The cars look like Stormtroopers in a sleepy Katong mall, my friend told me. Mystified, I stopped by the shopping centre on a recent Saturday and faced off against a silent army of all-white BYD T3 electric vans "perma-parked" on an obscure upper deck.
My imaginative friend got it right. The BYD vans had the vibe of elite shock troops from the Star Wars blockbuster movies. But why were they incongruously parked there?
I still don't have the answer. But the sight of these sleek four-wheelers set me thinking about China, the people from China, and our evolving experiences with Chinese goods and services — of which BYD is among those making the headlines.
For sure, these vehicles are in demand. China's BYD was the top-selling car brand in Singapore in 2024, outgunning Japan's Toyota and Germany's BMW.
BYD will now join forces with China's AI phenomenon DeepSeek.
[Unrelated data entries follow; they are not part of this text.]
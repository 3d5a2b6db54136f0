//! Plugins shipped with the CLI

pub mod config;
pub mod dl;
pub mod new;
pub mod scaffold;

use crate::loader::{BuiltinModules, Candidate};

pub const CONFIG: &str = "merry-plugin-config";
pub const NEW: &str = "merry-plugin-new";
pub const PLUGIN: &str = "merry-plugin-plugin";
pub const DL: &str = "merry-plugin-dl";

/// Package names and descriptions, in load order
const BUNDLED: &[(&str, &str)] = &[
    (CONFIG, "Show or change merry configurations"),
    (NEW, "Create a new project from a GitHub repository"),
    (PLUGIN, "Create a new merry plugin"),
    (DL, "Download a file and optionally extract it"),
];

pub fn modules() -> BuiltinModules {
    BuiltinModules::new()
        .with(CONFIG, config::ConfigPlugin)
        .with(NEW, new::NewPlugin)
        .with(PLUGIN, scaffold::ScaffoldPlugin)
        .with(DL, dl::DownloadPlugin)
}

pub fn candidates() -> Vec<Candidate> {
    BUNDLED
        .iter()
        .map(|(name, description)| Candidate::bundled(*name, *description))
        .collect()
}

#[cfg(test)]
mod tests {
    use super::*;

    #[test]
    fn test_every_candidate_has_a_module() {
        let modules = modules();
        let names: Vec<_> = modules.names().collect();
        for candidate in candidates() {
            assert!(names.contains(&candidate.id.as_str()), "{}", candidate.id);
        }
    }
}
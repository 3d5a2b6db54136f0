//! Character-level diff shown when a write conflicts with an existing file

use colored::Colorize;
use similar::{ChangeTag, TextDiff};
use std::io::Write;

/// A run of characters sharing one change tag
#[derive(Debug, Clone, PartialEq, Eq)]
pub struct DiffSegment {
    pub tag: ChangeTag,
    pub text: String,
}

/// Diff `old` against `new` character by character, merging adjacent changes
pub fn char_diff(old: &str, new: &str) -> Vec<DiffSegment> {
    let diff = TextDiff::from_chars(old, new);
    let mut segments: Vec<DiffSegment> = Vec::new();

    for change in diff.iter_all_changes() {
        match segments.last_mut() {
            Some(last) if last.tag == change.tag() => last.text.push_str(change.value()),
            _ => segments.push(DiffSegment {
                tag: change.tag(),
                text: change.value().to_string(),
            }),
        }
    }

    segments
}

/// Colour a diff: green additions, red deletions, dimmed common text
pub fn render(segments: &[DiffSegment]) -> String {
    segments
        .iter()
        .map(|segment| match segment.tag {
            ChangeTag::Insert => segment.text.green().to_string(),
            ChangeTag::Delete => segment.text.red().to_string(),
            ChangeTag::Equal => segment.text.dimmed().to_string(),
        })
        .collect()
}

/// Print the diff between `old` and `new` to stderr
pub fn print(old: &str, new: &str) -> std::io::Result<()> {
    let mut stderr = std::io::stderr().lock();
    writeln!(stderr, "{}", render(&char_diff(old, new)))?;
    stderr.flush()
}

#[cfg(test)]
mod tests {
    use super::*;

    #[test]
    fn test_char_diff_segments() {
        let segments = char_diff("hello world", "hello there");
        let old: String = segments
            .iter()
            .filter(|s| s.tag != ChangeTag::Insert)
            .map(|s| s.text.as_str())
            .collect();
        let new: String = segments
            .iter()
            .filter(|s| s.tag != ChangeTag::Delete)
            .map(|s| s.text.as_str())
            .collect();

        assert_eq!(old, "hello world");
        assert_eq!(new, "hello there");
        assert_eq!(segments[0].tag, ChangeTag::Equal);
        assert!(segments[0].text.starts_with("hello "));
    }

    #[test]
    fn test_identical_input_is_one_segment() {
        let segments = char_diff("same", "same");
        assert_eq!(
            segments,
            vec![DiffSegment {
                tag: ChangeTag::Equal,
                text: "same".to_string()
            }]
        );
    }

    #[test]
    fn test_render_keeps_text() {
        colored::control::set_override(false);
        let rendered = render(&char_diff("ab", "ac"));
        assert_eq!(rendered, "abc");
    }
}
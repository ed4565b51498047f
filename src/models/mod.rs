pub mod character_models;
pub mod favorite_models;
pub mod planet_models;
pub mod session_models;
pub mod token_models;
pub mod user_models;
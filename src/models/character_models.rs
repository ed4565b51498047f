use chrono::NaiveDateTime;
use diesel::prelude::{Insertable, Queryable};
use diesel::{AsChangeset, Selectable};
use serde::{Deserialize, Serialize};

#[derive(Queryable, Selectable, Serialize)]
#[diesel(table_name = crate::schema::characters)]
pub struct Character {
    pub id: i32,
    pub name: String,
    pub species: Option<String>,
    pub gender: Option<String>,
    pub birth_year: Option<String>,
    pub created_at: Option<NaiveDateTime>,
}

#[derive(Insertable, Deserialize)]
#[diesel(table_name = crate::schema::characters)]
pub struct NewCharacter {
    pub name: String,
    pub species: Option<String>,
    pub gender: Option<String>,
    pub birth_year: Option<String>,
}

// Use AsChangeset to update only provided fields; None fields are skipped
#[derive(AsChangeset, Deserialize)]
#[diesel(table_name = crate::schema::characters)]
#[diesel(treat_none_as_null = false)]
pub struct UpdateCharacter {
    pub name: Option<String>,
    pub species: Option<String>,
    pub gender: Option<String>,
    pub birth_year: Option<String>,
}
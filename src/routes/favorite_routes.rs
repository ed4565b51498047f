use actix_web::web;

use crate::handlers::favorite_handlers::{
    add_favorite_person, add_favorite_planet, list_favorites, remove_favorite_person,
    remove_favorite_planet,
};
use crate::middleware::auth_middleware::RequireAuth;

pub fn configure(cfg: &mut web::ServiceConfig) {
    cfg.service(
        web::resource("/users/favorites")
            .route(web::get().to(list_favorites))
            .wrap(RequireAuth),
    );
    cfg.service(
        web::scope("/favorite")
            .route("/planet/{planet_id}", web::post().to(add_favorite_planet))
            .route("/planet/{planet_id}", web::delete().to(remove_favorite_planet))
            .route("/people/{people_id}", web::post().to(add_favorite_person))
            .route("/people/{people_id}", web::delete().to(remove_favorite_person))
            .wrap(RequireAuth),
    );
}
use actix_web::web;

use crate::handlers::character_handlers::{get_person, list_people};

pub fn configure(cfg: &mut web::ServiceConfig) {
    cfg.service(
        web::scope("/people")
            .route("", web::get().to(list_people))
            .route("/{people_id}", web::get().to(get_person)),
    );
}
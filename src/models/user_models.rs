use chrono::NaiveDateTime;
use diesel::prelude::{Insertable, Queryable};
use diesel::Selectable;
use serde::{Deserialize, Serialize};

#[allow(dead_code)]
#[derive(Queryable, Selectable, Clone)]
#[diesel(table_name = crate::schema::users)]
pub struct User {
    pub id: i32,
    pub email: String,
    pub password_hash: String,
    pub is_admin: bool,
    pub created_at: Option<NaiveDateTime>,
}

#[derive(Insertable)]
#[diesel(table_name = crate::schema::users)]
pub struct NewUser {
    pub email: String,
    pub password_hash: String,
    pub is_admin: bool,
}

#[derive(Deserialize)]
pub struct CreateUser {
    pub email: String,
    pub password: String,
    pub is_admin: Option<bool>,
}

/// Transport shape for a user; never includes the password hash.
#[derive(Serialize)]
pub struct UserResponse {
    pub id: i32,
    pub email: String,
    pub is_admin: bool,
    pub created_at: Option<NaiveDateTime>,
}

impl From<User> for UserResponse {
    fn from(user: User) -> Self {
        UserResponse {
            id: user.id,
            email: user.email,
            is_admin: user.is_admin,
            created_at: user.created_at,
        }
    }
}

#[cfg(test)]
mod tests {
    use super::*;

    #[test]
    fn user_response_omits_password_hash() {
        let user = User {
            id: 1,
            email: "leia@rebellion.org".to_string(),
            password_hash: "$2b$12$secret".to_string(),
            is_admin: false,
            created_at: None,
        };
        let value = serde_json::to_value(UserResponse::from(user)).unwrap();
        assert_eq!(value["id"], 1);
        assert_eq!(value["email"], "leia@rebellion.org");
        assert!(value.get("password_hash").is_none());
    }
}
Plans were announced in February to integrate DeepSeek's software into 21 of BYD's affordable models.
Reflecting on the growing market share of BYD and other Chinese car brands such as XPeng and Zeekr, I recalled my first ride in a mass-market maroon Dongnan a dozen years ago.
AN EPIC ROAD TRIP
The car seemed unremarkable, though it could whizz us on a 1,000km road trip in the Himalayan foothills of China. I was then a travel writer, accompanied by young English-speaking guide Echo Gao and his childhood friend, driver Wang Xiao Cong.
The workhorse-car may not have left an impression, but our trip inside China's wild, wild west proved to be epic.
Leaving the leisurely metropolis of Chengdu, we drove into the vast spaces within Sichuan province where aristocratic Tibetans strode the grasslands and mountains soared above clouds.
But the splendour was also thoroughly mixed with rigour. It was not an easy journey. The idyll was often washed out by rain and road works.